Many professional organizations have recommended against making these tests part of routine care, Smoller said, but the tests can still be useful in certain circumstances.
There is also progress in using a precision approach to drug discoveries, in which genomics is used to identify which genes, proteins and compounds are involved in a condition and then developing drugs to target that specific biology.
“That’s not how psychiatric drug development has been in the past,” Smoller said. “It’s been serendipity and based on people’s limited understanding of the biology of, say, depression.”

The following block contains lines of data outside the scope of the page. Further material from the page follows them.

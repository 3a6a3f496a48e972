use std::{
  borrow::Cow,
  path::{Path, PathBuf},
  sync::{Arc, OnceLock},
};

use gamepack_common::ResolvedId;
use gamepack_plugin::{HookResolveIdArgs, HookResolveIdReturn, Plugin, PluginContext};
use gamepack_resolver::{ResolveError, ResolveOptions, Resolver};
use tracing::debug;

/// Node-style resolution of files and `node_modules` packages.
/// Builtins stay external, anything else unresolved is left to later stages.
#[derive(Debug)]
pub struct NodeResolvePlugin {
  cwd: PathBuf,
  options: ResolveOptions,
  /// Created on first use, over the file system of the build.
  resolver: OnceLock<Resolver>,
}

impl NodeResolvePlugin {
  pub fn new(cwd: &Path) -> Self {
    Self::with_options(cwd, ResolveOptions::default())
  }

  pub fn with_options(cwd: &Path, options: ResolveOptions) -> Self {
    Self { cwd: cwd.to_path_buf(), options, resolver: OnceLock::new() }
  }

  fn resolver(&self, ctx: &PluginContext) -> &Resolver {
    self.resolver.get_or_init(|| {
      Resolver::new(self.options.clone(), self.cwd.clone(), Arc::clone(&ctx.fs))
    })
  }
}

impl Plugin for NodeResolvePlugin {
  fn name(&self) -> Cow<'static, str> {
    Cow::Borrowed("node-resolve")
  }

  fn resolve_id(&self, ctx: &PluginContext, args: &HookResolveIdArgs) -> HookResolveIdReturn {
    let importer = args.importer.filter(|importer| !importer.starts_with('\0')).map(Path::new);

    match self.resolver(ctx).resolve(importer, args.specifier) {
      Ok(resolved) => Ok(Some(ResolvedId::new(resolved.path.to_string_lossy().into_owned()))),
      Err(ResolveError::Builtin(name)) => Ok(Some(ResolvedId::external(name))),
      Err(err @ ResolveError::NotFound(_)) => {
        debug!("{err}");
        Ok(None)
      }
      Err(err @ ResolveError::Failed { .. }) => Err(anyhow::Error::new(err).into()),
    }
  }
}

#[test]
fn test_node_resolve() {
  use gamepack_fs::MemoryFileSystem;

  let ctx = PluginContext {
    fs: Arc::new(MemoryFileSystem::new(&[
      ("/game/src/index.ts", ""),
      ("/game/src/rooms.ts", ""),
      ("/game/node_modules/regal/package.json", r#"{ "module": "dist/regal.esm.js" }"#),
      ("/game/node_modules/regal/dist/regal.esm.js", ""),
      (
        "/game/node_modules/sealed/package.json",
        r#"{ "exports": { ".": { "import": "./index.mjs", "require": "./index.cjs" } } }"#,
      ),
      ("/game/node_modules/sealed/index.mjs", ""),
      ("/game/node_modules/sealed/index.cjs", ""),
    ])),
    cwd: PathBuf::from("/game"),
  };
  let plugin = NodeResolvePlugin::new(&ctx.cwd);
  let resolve = |specifier: &str, importer: Option<&str>| {
    plugin.resolve_id(&ctx, &HookResolveIdArgs { specifier, importer, is_entry: importer.is_none() })
  };

  let entry = resolve("/game/src/index.ts", None).unwrap().unwrap();
  assert_eq!(entry.id.as_str(), "/game/src/index.ts");

  let importer = Some("/game/src/index.ts");
  assert_eq!(resolve("./rooms", importer).unwrap().unwrap().id.as_str(), "/game/src/rooms.ts");
  assert_eq!(
    resolve("regal", importer).unwrap().unwrap().id.as_str(),
    "/game/node_modules/regal/dist/regal.esm.js"
  );
  // Virtual importers resolve from the working directory.
  assert_eq!(
    resolve("regal", Some("\0virtual:_bundle")).unwrap().unwrap().id.as_str(),
    "/game/node_modules/regal/dist/regal.esm.js"
  );

  let builtin = resolve("node:fs", importer).unwrap().unwrap();
  assert!(builtin.is_external);
  assert_eq!(builtin.id.as_str(), "fs");

  assert_eq!(
    resolve("sealed", importer).unwrap().unwrap().id.as_str(),
    "/game/node_modules/sealed/index.mjs"
  );
  assert!(resolve("sealed/hidden", importer).is_err());

  assert!(resolve("./missing", importer).unwrap().is_none());
}
use std::path::{Path, PathBuf};

use gamepack_common::{BundlerOptions, LoadedConfiguration, UserConfig};
use gamepack_error::{BuildResult, BuildWarning};
use sugar_path::SugarPath;

use super::{
  discovery::ConfigDiscovery,
  fill_in_options::fill_in_options,
  load_user_config::{load_user_config, LoadUserConfigReturn},
  package_loader::PackageLoader,
};

#[derive(Debug, Clone)]
pub struct LoadConfigOutput {
  pub config: LoadedConfiguration,
  /// Absolute directory the configuration was searched from.
  pub config_location: PathBuf,
  pub warnings: Vec<BuildWarning>,
}

/// Programmatic options win over the discovered configuration, which wins over defaults.
///
/// Overrides are overlaid on the discovered configuration before defaulting runs, so they feed
/// the computed fields: an overriding `input.file` also decides the `input.ts` default.
pub fn get_config(
  discovery: &dyn ConfigDiscovery,
  package_loader: &dyn PackageLoader,
  options: BundlerOptions,
  cwd: &Path,
) -> BuildResult<LoadConfigOutput> {
  let BundlerOptions { config_location, bundler: overrides } = options;
  let config_location = config_location.unwrap_or_else(|| cwd.to_path_buf());

  let LoadUserConfigReturn { config, warnings } =
    load_user_config(discovery, package_loader, &config_location, cwd)?;

  let bundler = match (config.bundler, overrides) {
    (Some(discovered), Some(overrides)) => Some(discovered.overlay(overrides)),
    (discovered, overrides) => overrides.or(discovered),
  };

  let config_location = cwd.join(config_location).normalize();
  let config = fill_in_options(&config_location, UserConfig { game: config.game, bundler })?;

  Ok(LoadConfigOutput { config, config_location, warnings })
}

#[test]
fn test_overrides_win_and_feed_defaults() {
  use std::sync::Arc;

  use gamepack_common::{PartialBundleConfig, PartialInputConfig, PartialOutputConfig};
  use gamepack_fs::{FileSystem, MemoryFileSystem};

  use crate::{FsConfigDiscovery, FsPackageLoader};

  let fs: Arc<dyn FileSystem> = Arc::new(MemoryFileSystem::new(&[(
    "/work/game/package.json",
    r#"{
      "name": "basic",
      "version": "1.0.0",
      "regal": { "bundler": { "output": { "format": "umd", "minify": true } } }
    }"#,
  )]));
  let discovery = FsConfigDiscovery::new(Arc::clone(&fs));
  let loader = FsPackageLoader::new(Arc::clone(&fs));

  let options = BundlerOptions {
    config_location: Some(PathBuf::from("game")),
    bundler: Some(PartialBundleConfig {
      input: Some(PartialInputConfig { file: Some(PathBuf::from("src/main.js")), ts: None }),
      output: Some(PartialOutputConfig { minify: Some(false), ..Default::default() }),
    }),
  };
  let LoadConfigOutput { config, config_location, warnings } =
    get_config(&discovery, &loader, options, Path::new("/work")).unwrap();

  assert_eq!(config_location, PathBuf::from("/work/game"));
  assert!(warnings.is_empty());
  assert_eq!(config.game.name, "basic");
  assert_eq!(config.game.game_version.as_deref(), Some("1.0.0"));
  assert_eq!(config.bundler.input.file, PathBuf::from("/work/game/src/main.js"));
  assert!(!config.bundler.input.ts);
  assert_eq!(config.bundler.output.format, "umd");
  assert!(!config.bundler.output.minify);
  assert_eq!(config.bundler.output.file, PathBuf::from("/work/game/basic.game-bundle.js"));
}

#[test]
fn test_override_entry_decides_ts_default() {
  use std::sync::Arc;

  use gamepack_common::{PartialBundleConfig, PartialInputConfig};
  use gamepack_fs::{FileSystem, MemoryFileSystem};

  use crate::{FsConfigDiscovery, FsPackageLoader};

  let fs: Arc<dyn FileSystem> = Arc::new(MemoryFileSystem::new(&[(
    "/work/package.json",
    r#"{
      "name": "basic",
      "version": "1.0.0",
      "regal": { "bundler": { "input": { "file": "src/main.js" } } }
    }"#,
  )]));
  let discovery = FsConfigDiscovery::new(Arc::clone(&fs));
  let loader = FsPackageLoader::new(Arc::clone(&fs));

  let options = BundlerOptions {
    config_location: None,
    bundler: Some(PartialBundleConfig {
      input: Some(PartialInputConfig { file: Some(PathBuf::from("src/index.ts")), ts: None }),
      output: None,
    }),
  };
  let LoadConfigOutput { config, .. } =
    get_config(&discovery, &loader, options, Path::new("/work")).unwrap();

  assert_eq!(config.bundler.input.file, PathBuf::from("/work/src/index.ts"));
  assert!(config.bundler.input.ts);
}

Even transcranial magnetic stimulation (TMS) is becoming more precise using improved knowledge of brain circuitry, Smoller said.
The future
Precision psychiatry could be a “real leap forward” for the behavioral health industry, Smoller said, and dramatically enhance outcomes.
Moving beyond trial and error approaches to precision techniques also has benefits beyond the clinical.
“We could see cost-effectiveness for the industry and for society at large, in the sense that we are now being much more efficient at providing treatments that are going to work faster because we’re not going through this trial and error cycle,” he said.
For drug developers, precision psychiatry could be a “double-edged sword,” however. Without a precise approach, effective drugs can be applied to large swaths of patients. With precision psychiatry, drugs would be stratified to smaller groups of people, but have much greater efficacy.
Clinicians, meanwhile, are hungry for these types of innovations, according to Smoller.
Winsberg said she is optimistic that precision psychiatry will become more widely implemented within the next five to 10 years.
“I’d love to see this notion of treatment resistance going by the wayside and instead thinking about a patient as requiring complex treatment off the bat,” she said. “So getting patients into the right treatment arms in a more timely manner will drive outcomes.”
Precision medicine is likely to grow in the psychiatric field and is set to expand across other behavioral health specialties as well. Dori Steinberg, vice president of research at eating disorder provider Equip, previously told BHB that precision care could be the key to improving the efficacy of eating disorder treatments.
San Diego-based virtual eating disorder provider Equip treats patients using family-based treatment, enhanced cognitive behavioral therapy (CBT-E) and dialectical behavioral therapy, among other modalities. In September 2023, the provider netted a $20 million investment from General Catalyst.
While precision care is one of the most exciting opportunities for eating disorder treatment to evolve, according to Steinberg, the modality is still in the research phase for eating disorder treatment.
“An individual provider can provide very one-on-one individualized care, but how do you do it when you’re trying to reach the millions of people with eating disorders,” Steinberg said. “At Equip we have it on our roadmap and thinking about how we’re gonna get there.”